22. A composition comprising a metal oxide and cerium, wherein the weight ratio of said cerium to said metal oxide is at least 1%.

23. A nanoparticle (NP), comprising a core and a shell, wherein said core comprises a metal oxide and said shell comprises cerium, wherein the weight ratio of said cerium within said shell to said metal oxide within said core is at least 1%.

24. The nanoparticle according to claim 22, wherein said nanoparticle has a diameter of 3 to 100 nm.

25. The nanoparticle according to claim 23, wherein said nanoparticle has a positive charge of at least +35.0 mV.

26. The nanoparticle according to claim 23, wherein said nanoparticle has a positive charge of at least +44.0 mV.

27. The nanoparticle according to claim 22, further comprising at least one ligand.

28. The nanoparticle according to claim 27, wherein said ligand is covalently bound to said cerium within said shell.

29. The nanoparticle according to claim 27, wherein said ligand comprises an organic moiety, said organic moiety comprises at least one Lewis basic heteroatom selected from the group consisting of: N, O, and S or any combination of N, O, and S.

30. The nanoparticle according to claim 27, wherein said ligand is a Polyethylenimine (PEI) polymer.

31. The nanoparticle according to claim 27, wherein said ligand is a nucleic acid molecule.

32. The nanoparticle according to claim 27, wherein said ligand is a marker.

33. A composition comprising the nanoparticle of claim 22 and a carrier.

34. A method for delivering a ligand into a cell, comprising the step of contacting said cell with the nanoparticle of claim 27.

35. The method of claim 34, wherein said ligand comprises PEI polymer and a nucleic acid molecule and wherein said delivering is transfecting said cell.

36. A process for making the nanoparticle of claim 22, comprising the steps of:

(a) sonicating an aqueous composition comprising Ceric ammonium Nitrate and a prefabricated nanoparticle suspension, and obtaining a mixture; and

(b) adding a polycationic polymer to said mixture,

thereby, making the nanoparticle of claim 22.

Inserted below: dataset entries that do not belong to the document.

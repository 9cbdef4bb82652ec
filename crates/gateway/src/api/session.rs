//! WebSocket session endpoint.
//!
//! Flow:
//! 1. Client connects to `/v1/session?prompt=...[&threadId=...][&tz=...][&actions=...]`
//! 2. Gateway streams `c`/`f` frames while the model answers
//! 3. On success: `d`, `t<thread id>`, then close 1000
//! 4. On a fatal error: close 1011 with a short reason

use std::sync::Arc;

use axum::extract::ws::{Message, WebSocket};
use axum::extract::{Query, State, WebSocketUpgrade};
use axum::http::StatusCode;
use axum::response::{IntoResponse, Response};
use futures_util::StreamExt;

use tl_domain::query::SessionQuery;

use crate::runtime::{SessionOutcome, SessionWriter};
use crate::state::AppState;

const CLOSE_NORMAL: u16 = 1000;
const CLOSE_INTERNAL_ERROR: u16 = 1011;

/// GET /v1/session: validate the query, then upgrade.
pub async fn session_ws(
    ws: WebSocketUpgrade,
    State(state): State<AppState>,
    Query(query): Query<SessionQuery>,
) -> Response {
    if query.prompt.trim().is_empty() {
        return (StatusCode::BAD_REQUEST, "prompt is required").into_response();
    }
    ws.on_upgrade(move |socket| handle_socket(socket, state, query))
}

async fn handle_socket(socket: WebSocket, state: AppState, query: SessionQuery) {
    let (ws_sink, mut ws_stream) = socket.split();
    let cancel = state.shutdown.child_token();

    let (writer, writer_task) =
        SessionWriter::spawn(ws_sink, state.config.session.outbound_buffer);
    let writer = Arc::new(writer);

    // Reader: the client never sends anything meaningful, but its close
    // (or a dead socket) must cancel the session.
    let reader = tokio::spawn({
        let cancel = cancel.clone();
        async move {
            while let Some(msg) = ws_stream.next().await {
                match msg {
                    Ok(Message::Close(_)) | Err(_) => break,
                    Ok(_) => {}
                }
            }
            cancel.cancel();
        }
    });

    let outcome = state
        .runtime
        .run_session(query, writer.clone(), cancel)
        .await;

    let (code, reason) = match &outcome {
        SessionOutcome::Completed { .. } => (CLOSE_NORMAL, ""),
        SessionOutcome::Failed(e) => (CLOSE_INTERNAL_ERROR, e.close_reason().unwrap_or("")),
    };
    writer.close(code, reason).await;
    drop(writer);

    if let Err(e) = writer_task.await {
        tracing::warn!(error = %e, "session writer task failed");
    }
    reader.abort();
}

37. The process of claim 36, wherein said prefabricated nanoparticle suspension is obtained by: (a) sonicating Iron (II) Chloride tetrahydrate (FeCl2.4H2O) and Iron(III) chloride hexahydrate (FeCl3.6H2O); (b) adding aqueous ammonium hydroxide (NH4OH); and sonicating the mixture of (a) and (b).

38. The process of claim 36, wherein said Ceric Ammonium Nitrate (CAN) comprises at least 300 mg Ceric Ammonium Nitrate dissolved in at least 12 mL MeCOMe.

39. The process of claim 36, wherein said nanoparticle is obtained by adding a polycationic polymer while said aqueous ammonium hydroxide (NH4OH) and said prefabricated nanoparticle suspension are being sonicated.

40. The process of claim 36, wherein said nanoparticle is obtained by adding a polycationic polymer to said mixture of aqueous ammonium hydroxide (NH4OH) and said prefabricated nanoparticle suspension after said mixture has been obtained.

41. The process of claim 40, wherein the product of said mixture is a composition of a polymer and polyCOOH organic matter adlayer.